The Selective Coating Method

In order to make use of the selective coating method, you will need automated robotic spray nozzles. They will apply the conformal coating to certain areas of the assembly.

As you may suspect, the selective coating method works best for high-volume production runs. It is a fast and very accurate approach that applies conformal coating directly to the required areas. Due to its direct coating benefits, no masking is needed. Also, the board will need to be configured or designed to make it compatible with this method.

Acrylic Resin (AR): Pros and Cons

The drying process is quite easy, as is reworking. AR provides a solid amount of resistance to humidity. It boasts a high fluorescence level, and viscosity can also be adjusted with relative ease.

However, trying to maintain viscosity may prove to be difficult with this approach. Another issue with AR is that it is quite flammable, which makes it a fire hazard. The probability of reversion is also quite high, especially if humidity and/or temperature stress are involved.

Epoxy: Pros and Cons

Epoxy offers solid humidity resistance, as well as adequate dielectric properties. It is quite useful to around 302℉, or 150℃. As well, the CTE is closer to the epoxy printed circuit board substrate, which is beneficial. Epoxy also boasts superb resistance against abrasion, as well as most chemicals.

However, this method does have a few drawbacks. For instance, it lacks flexibility and involves complicated mix ratios. It is difficult to rework, and the risk of chloride contamination is elevated. Maintaining optimal viscosity may also prove difficult, as epoxy is quite process-intensive.

The potential for high stress is yet another issue, especially during temperature-cycling conditions. Epoxy is also quite hard to remove, and the probability of reversion is high under humidity and temperature stress.

Urethane Resin (UR): Pros and Cons

UR is solvent resistant, and its reversion potential is lower than that of epoxy. It is also resistant against abrasion and provides good resistance against moisture. Its dielectric properties are quite good. However, the time it takes to cure completely is long, as it may take up to 30 days. Moisture may also negatively impact many of its desired properties, as well as its cure rate.

UR does bring up certain safety and health concerns, and the probability of reversion is high when exposed to humidity and temperature stress. The potential for elevated stress is also an issue during temperature-cycling conditions.

Silicone Resin (SR): Pros and Cons

SR boasts very high dielectric strength.

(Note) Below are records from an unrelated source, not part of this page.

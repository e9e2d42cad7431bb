//! Routing profiles - tag semantics and cost shaping.
//!
//! The extractor is profile-agnostic: everything mode-specific flows through
//! the `Profile` trait. `CarProfile` is the built-in default; alternative
//! profiles implement the same seam.

use std::collections::HashMap;

use crate::geo::Coordinate;
use crate::types::{RoadClassification, RoadPriority, TravelMode};

/// Key/value tags of one OSM element.
#[derive(Debug, Default, Clone)]
pub struct TagMap {
    tags: HashMap<String, String>,
}

impl TagMap {
    pub fn new() -> Self {
        Self::default()
    }

    pub fn insert(&mut self, key: impl Into<String>, value: impl Into<String>) {
        self.tags.insert(key.into(), value.into());
    }

    pub fn get(&self, key: &str) -> Option<&str> {
        self.tags.get(key).map(String::as_str)
    }

    pub fn is_empty(&self) -> bool {
        self.tags.is_empty()
    }
}

impl FromIterator<(String, String)> for TagMap {
    fn from_iter<I: IntoIterator<Item = (String, String)>>(iter: I) -> Self {
        Self {
            tags: iter.into_iter().collect(),
        }
    }
}

/// Node-level results: barriers block traversal, signals add delay.
#[derive(Debug, Default, Clone, Copy)]
pub struct NodeAnnotation {
    pub barrier: bool,
    pub traffic_signal: bool,
}

/// Way-level results produced by `Profile::process_way`.
#[derive(Debug, Clone)]
pub struct WayAnnotation {
    /// Forward speed in km/h; 0 disables the direction.
    pub forward_speed: f64,
    /// Backward speed in km/h; 0 disables the direction.
    pub backward_speed: f64,
    /// Fixed traversal duration in seconds (ferries); overrides speeds.
    pub duration: Option<f64>,
    pub name: String,
    pub reference: String,
    pub pronunciation: String,
    pub destinations: String,
    pub roundabout: bool,
    /// Whether queries may snap onto this way.
    pub startpoint: bool,
    pub forward_mode: TravelMode,
    pub backward_mode: TravelMode,
    /// Raw `turn:lanes` value, parsed later by the guidance annotator.
    pub lane_string: String,
    pub classification: RoadClassification,
}

/// Per-segment weight data handed to `process_segment` for adjustment.
#[derive(Debug, Clone, Copy)]
pub struct SegmentWeight {
    /// Speed in km/h, or unused when `duration` is set.
    pub speed: f64,
    /// Fixed duration in seconds for the whole way, split per segment.
    pub duration: Option<f64>,
}

/// Global knobs the router and guidance read back from the dataset.
#[derive(Debug, Clone, Copy)]
pub struct ProfileProperties {
    /// Penalty for turning around at a via waypoint, deciseconds.
    pub u_turn_penalty: i32,
    /// Delay added when crossing a traffic signal, deciseconds.
    pub traffic_signal_penalty: i32,
    /// Default for the `continue_straight` query parameter.
    pub continue_straight_at_waypoint: bool,
    pub use_turn_restrictions: bool,
}

impl Default for ProfileProperties {
    fn default() -> Self {
        Self {
            u_turn_penalty: 200,
            traffic_signal_penalty: 20,
            continue_straight_at_waypoint: true,
            use_turn_restrictions: true,
        }
    }
}

/// The capability the extractor consumes. Implementations tag edges with
/// speeds and travel modes and shape turn costs.
pub trait Profile: Send + Sync {
    fn name(&self) -> &str;

    /// Annotate a node; `None` tags (no barrier, no signal) are the default.
    fn process_node(&self, tags: &TagMap) -> NodeAnnotation;

    /// Annotate a way; `None` excludes the way from the graph.
    fn process_way(&self, tags: &TagMap) -> Option<WayAnnotation>;

    /// Adjust the weight of a single segment after distance is known.
    fn process_segment(&self, from: Coordinate, to: Coordinate, distance: f64, weight: &mut SegmentWeight) {
        let _ = (from, to, distance, weight);
    }

    /// Penalty in seconds for a turn through `angle` degrees, where 0 is
    /// straight ahead, positive is right, negative is left.
    fn turn_penalty(&self, angle: f64) -> f64;

    fn properties(&self) -> ProfileProperties;
}

/// Turn cost configuration using a sigmoid over the turn angle, biased so
/// that crossing traffic (left turns in right-hand traffic) costs more.
#[derive(Debug, Clone, Copy)]
pub struct TurnPenaltyConfig {
    /// Maximum turn penalty in seconds.
    pub turn_penalty: f64,
    /// > 1.0 prefers right turns.
    pub turn_bias: f64,
}

impl TurnPenaltyConfig {
    pub fn car() -> Self {
        Self {
            turn_penalty: 7.5,
            turn_bias: 1.075,
        }
    }

    /// Penalty in seconds for a signed turn angle (0 straight, +right, -left).
    pub fn penalty(&self, angle: f64) -> f64 {
        if angle.abs() < 1e-9 {
            return 0.0;
        }
        let bias = if angle >= 0.0 {
            self.turn_bias
        } else {
            1.0 / self.turn_bias
        };
        self.turn_penalty / (1.0 + (-((13.0 / bias) * angle.abs() / 180.0 - 6.5 * bias)).exp())
    }
}

/// Default automobile profile.
pub struct CarProfile {
    penalties: TurnPenaltyConfig,
}

impl CarProfile {
    pub fn new() -> Self {
        Self {
            penalties: TurnPenaltyConfig::car(),
        }
    }

    /// Base speed and classification per highway value.
    fn highway_defaults(highway: &str) -> Option<(f64, RoadPriority)> {
        let entry = match highway {
            "motorway" => (90.0, RoadPriority::Motorway),
            "motorway_link" => (45.0, RoadPriority::Link),
            "trunk" => (85.0, RoadPriority::Trunk),
            "trunk_link" => (40.0, RoadPriority::Link),
            "primary" => (65.0, RoadPriority::Primary),
            "primary_link" => (30.0, RoadPriority::Link),
            "secondary" => (55.0, RoadPriority::Secondary),
            "secondary_link" => (25.0, RoadPriority::Link),
            "tertiary" => (40.0, RoadPriority::Tertiary),
            "tertiary_link" => (20.0, RoadPriority::Link),
            "unclassified" => (25.0, RoadPriority::MainResidential),
            "residential" => (25.0, RoadPriority::MainResidential),
            "living_street" => (10.0, RoadPriority::SideResidential),
            "service" => (15.0, RoadPriority::Service),
            _ => return None,
        };
        Some(entry)
    }
}

impl Default for CarProfile {
    fn default() -> Self {
        Self::new()
    }
}

fn is_denied(value: Option<&str>) -> bool {
    matches!(value, Some("no") | Some("private") | Some("delivery") | Some("agricultural") | Some("forestry"))
}

fn parse_maxspeed(value: &str) -> Option<f64> {
    if let Some(mph) = value.strip_suffix(" mph").or_else(|| value.strip_suffix("mph")) {
        return mph.trim().parse::<f64>().ok().map(|v| v * 1.609_344);
    }
    value.trim().parse::<f64>().ok()
}

fn parse_duration(value: &str) -> Option<f64> {
    // "hh:mm:ss", "mm:ss", "mm"
    let parts: Vec<&str> = value.split(':').collect();
    let nums: Option<Vec<f64>> = parts.iter().map(|p| p.trim().parse::<f64>().ok()).collect();
    let nums = nums?;
    match nums.as_slice() {
        [m] => Some(m * 60.0),
        [m, s] => Some(m * 60.0 + s),
        [h, m, s] => Some(h * 3600.0 + m * 60.0 + s),
        _ => None,
    }
}

impl Profile for CarProfile {
    fn name(&self) -> &str {
        "car"
    }

    fn process_node(&self, tags: &TagMap) -> NodeAnnotation {
        let barrier = match tags.get("barrier") {
            Some("gate") | Some("lift_gate") | Some("no") | Some("entrance") | Some("border_control") | Some("toll_booth") | None => false,
            Some(_) => !matches!(tags.get("access"), Some("yes") | Some("permissive") | Some("designated")),
        };
        let traffic_signal = tags.get("highway") == Some("traffic_signals");
        NodeAnnotation {
            barrier,
            traffic_signal,
        }
    }

    fn process_way(&self, tags: &TagMap) -> Option<WayAnnotation> {
        let highway = tags.get("highway");
        let route = tags.get("route");

        if is_denied(tags.get("access"))
            || is_denied(tags.get("vehicle"))
            || is_denied(tags.get("motor_vehicle"))
            || is_denied(tags.get("motorcar"))
        {
            return None;
        }

        let mut annotation = WayAnnotation {
            forward_speed: 0.0,
            backward_speed: 0.0,
            duration: None,
            name: tags.get("name").unwrap_or_default().to_string(),
            reference: tags.get("ref").unwrap_or_default().to_string(),
            pronunciation: tags.get("name:pronunciation").unwrap_or_default().to_string(),
            destinations: tags.get("destination").unwrap_or_default().to_string(),
            roundabout: matches!(tags.get("junction"), Some("roundabout") | Some("circular")),
            startpoint: true,
            forward_mode: TravelMode::Driving,
            backward_mode: TravelMode::Driving,
            lane_string: tags
                .get("turn:lanes")
                .or_else(|| tags.get("turn:lanes:forward"))
                .unwrap_or_default()
                .to_string(),
            classification: RoadClassification::default(),
        };

        if route == Some("ferry") || route == Some("shuttle_train") {
            annotation.forward_mode = if route == Some("ferry") {
                TravelMode::Ferry
            } else {
                TravelMode::Train
            };
            annotation.backward_mode = annotation.forward_mode;
            annotation.forward_speed = 5.0;
            annotation.backward_speed = 5.0;
            annotation.duration = tags.get("duration").and_then(parse_duration);
            annotation.classification.priority = RoadPriority::Ferry;
            annotation.startpoint = false;
            return Some(annotation);
        }

        let highway = highway?;
        let (mut speed, priority) = Self::highway_defaults(highway)?;

        if let Some(maxspeed) = tags.get("maxspeed").and_then(parse_maxspeed) {
            // drivers rarely hold the exact limit on small roads
            speed = speed.min(maxspeed * 0.9).max(5.0);
        }

        annotation.forward_speed = speed;
        annotation.backward_speed = speed;
        annotation.classification = RoadClassification {
            priority,
            link: highway.ends_with("_link"),
            motorway: highway == "motorway" || highway == "motorway_link",
            ramp: highway.ends_with("_link"),
        };

        let oneway = tags.get("oneway");
        let implied_oneway =
            annotation.roundabout || highway == "motorway" || highway == "motorway_link";
        match oneway {
            Some("yes") | Some("1") | Some("true") => annotation.backward_speed = 0.0,
            Some("-1") | Some("reverse") => {
                annotation.forward_speed = 0.0;
            }
            Some("no") | Some("0") | Some("false") => {}
            _ if implied_oneway => annotation.backward_speed = 0.0,
            _ => {}
        }

        if tags.get("access") == Some("destination") {
            annotation.startpoint = true;
            annotation.forward_speed = annotation.forward_speed.min(15.0);
            annotation.backward_speed = annotation.backward_speed.min(15.0);
        }

        if annotation.forward_speed <= 0.0 && annotation.backward_speed <= 0.0 {
            return None;
        }

        Some(annotation)
    }

    fn turn_penalty(&self, angle: f64) -> f64 {
        self.penalties.penalty(angle)
    }

    fn properties(&self) -> ProfileProperties {
        ProfileProperties {
            u_turn_penalty: 200,
            traffic_signal_penalty: 20,
            continue_straight_at_waypoint: true,
            use_turn_restrictions: true,
        }
    }
}

#[cfg(test)]
mod tests {
    use super::*;

    fn tags(pairs: &[(&str, &str)]) -> TagMap {
        pairs
            .iter()
            .map(|(k, v)| (k.to_string(), v.to_string()))
            .collect()
    }

    #[test]
    fn test_residential_is_bidirectional() {
        let profile = CarProfile::new();
        let way = profile
            .process_way(&tags(&[("highway", "residential"), ("name", "Elm Street")]))
            .unwrap();
        assert!(way.forward_speed > 0.0);
        assert!(way.backward_speed > 0.0);
        assert_eq!(way.name, "Elm Street");
    }

    #[test]
    fn test_motorway_implies_oneway() {
        let profile = CarProfile::new();
        let way = profile.process_way(&tags(&[("highway", "motorway")])).unwrap();
        assert!(way.forward_speed > 0.0);
        assert_eq!(way.backward_speed, 0.0);
        assert!(way.classification.motorway);
    }

    #[test]
    fn test_reverse_oneway() {
        let profile = CarProfile::new();
        let way = profile
            .process_way(&tags(&[("highway", "primary"), ("oneway", "-1")]))
            .unwrap();
        assert_eq!(way.forward_speed, 0.0);
        assert!(way.backward_speed > 0.0);
    }

    #[test]
    fn test_footway_is_excluded() {
        let profile = CarProfile::new();
        assert!(profile.process_way(&tags(&[("highway", "footway")])).is_none());
        assert!(profile
            .process_way(&tags(&[("highway", "primary"), ("access", "no")]))
            .is_none());
    }

    #[test]
    fn test_ferry_uses_duration() {
        let profile = CarProfile::new();
        let way = profile
            .process_way(&tags(&[("route", "ferry"), ("duration", "00:30:00")]))
            .unwrap();
        assert_eq!(way.forward_mode, TravelMode::Ferry);
        assert_eq!(way.duration, Some(1800.0));
        assert!(!way.startpoint);
    }

    #[test]
    fn test_turn_penalty_shape() {
        let config = TurnPenaltyConfig::car();
        let straight = config.penalty(0.0);
        let right = config.penalty(90.0);
        let left = config.penalty(-90.0);
        let reversal = config.penalty(180.0);

        assert!(straight < 0.5, "straight should be ~free, got {straight}");
        assert!(left > right, "left {left} should cost more than right {right}");
        assert!(reversal > left);
        assert!(reversal <= config.turn_penalty + 1e-9);
    }

    #[test]
    fn test_maxspeed_mph() {
        assert!((parse_maxspeed("30 mph").unwrap() - 48.28).abs() < 0.01);
        assert_eq!(parse_maxspeed("50").unwrap(), 50.0);
        assert!(parse_maxspeed("none").is_none());
    }
}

Its abrasion and moisture resistance levels are adequate. It also boasts low-surface energy levels, which allows for effective penetration under the components.

Its resistance to UV and humidity are quite high. It also provides impact and dampening protection, as SR is very flexible. It has proven itself to be stable over a wide temperature range as well.

As for the cons, it does not provide protection against solvent vapours or solvents, and it has a brief pot life. Cross-contamination is a possibility if superlative housekeeping is not adhered to. It also requires a minimum of 20% RH to cure, so humidity is a must.